The raw LOT data in Figure 7 shows the average peak stimulus response. The timecourses of raw data in the highlighted regions are adjacent. In the baseline raw LOT images from this animal (shown in Figure 3), the 0mm separation data showed structure identified as the rough surface of the skull, where we would not expect to see functional changes. Correspondingly, the 0mm-separation functional response in Figure 7 is only very small, measuring only a small contribution of signal from the very superficial cortex. As the separation between the source and detectors increases, gradually larger, and then smaller amplitude responses are observed. This suggests heterogeneity in the depth-resolved hemodynamic response. The CCD data also shown confirms that very similar signals are observed using LOT compared to the standard approach, and emphasizes the lack of depth-perspective afforded by a 2D image of the cortical surface.

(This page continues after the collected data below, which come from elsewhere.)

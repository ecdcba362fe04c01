//! ICMP reachability probing.
//!
//! Handlers talk to a [`Prober`] so tests can swap in a scripted one; the
//! production implementation is [`IcmpProber`], built on `surge-ping`.

use std::future::Future;
use std::net::IpAddr;
use std::time::Duration;

use async_trait::async_trait;
use surge_ping::{Client, Config, PingIdentifier, PingSequence, SurgeError, ICMP};
use tracing::debug;

use crate::core::error::{ProbeError, ProbeResult};
use crate::core::types::ProbeReport;

const PAYLOAD: [u8; 32] = [0; 32];

#[async_trait]
pub trait Prober: Send + Sync {
    /// Send `count` echo requests to `host`, waiting at most `timeout` for
    /// each reply. The whole call, socket setup included, returns within
    /// `timeout * count`.
    async fn probe(&self, host: IpAddr, timeout: Duration, count: u16) -> ProbeResult<ProbeReport>;
}

#[derive(Debug, Default, Clone, Copy)]
pub struct IcmpProber;

impl IcmpProber {
    pub fn new() -> Self {
        Self
    }

    async fn echo_all(host: IpAddr, timeout: Duration, count: u16) -> ProbeResult<ProbeReport> {
        let config = match host {
            IpAddr::V4(_) => Config::default(),
            IpAddr::V6(_) => Config::builder().kind(ICMP::V6).build(),
        };
        let client = Client::new(&config)?;
        let mut pinger = client.pinger(host, PingIdentifier(rand::random())).await;
        pinger.timeout(timeout);

        let mut rtts = Vec::with_capacity(count as usize);
        for seq in 0..count {
            match pinger.ping(PingSequence(seq), &PAYLOAD).await {
                Ok((_, rtt)) => rtts.push(rtt),
                Err(SurgeError::Timeout { .. }) => {}
                Err(SurgeError::IOError(e)) => return Err(ProbeError::Transport(e)),
                Err(e) => return Err(ProbeError::Icmp(e.to_string())),
            }
        }
        Ok(ProbeReport::from_replies(count, &rtts))
    }
}

/// Run `echoes`, giving up after `bound`. Running out of time is a silent
/// result, not an error.
async fn within<F>(bound: Duration, count: u16, echoes: F) -> ProbeResult<ProbeReport>
where
    F: Future<Output = ProbeResult<ProbeReport>>,
{
    match tokio::time::timeout(bound, echoes).await {
        Ok(result) => result,
        Err(_) => Ok(ProbeReport::silent(count)),
    }
}

#[async_trait]
impl Prober for IcmpProber {
    async fn probe(&self, host: IpAddr, timeout: Duration, count: u16) -> ProbeResult<ProbeReport> {
        let count = count.max(1);
        let bound = timeout * u32::from(count);
        let report = within(bound, count, Self::echo_all(host, timeout, count)).await?;
        debug!(
            %host,
            received = report.received,
            transmitted = report.transmitted,
            rtt = ?report.round_trip,
            "probe finished"
        );
        Ok(report)
    }
}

Figure 8 shows a reconstructed 3D image of the raw data in Figure 7. The HbT change is shown as a 25% isosurface. This reconstructed data is in fact a 3D movie of the activation evolution. Therefore, it is also possible to extract the timecourse of the response from any region of the 3D image. The timecourse as a function of depth of the peak response area is shown, both as a scale map and as timecourse plots. These data illustrate that there may be subtle differences in the onset and decay dynamics of the hemodynamic response as a function of depth.

Figure 7 (left) shows raw LOT data acquired at 532nm during functional stimulus (at peak of response), shown as the fractional change from the initial state (see figure 2 for initial state). The timecourse of the changes in each raw data image is shown to the right. These timecourses demonstrate the differing amplitude of the signal seen by different source-detector separations.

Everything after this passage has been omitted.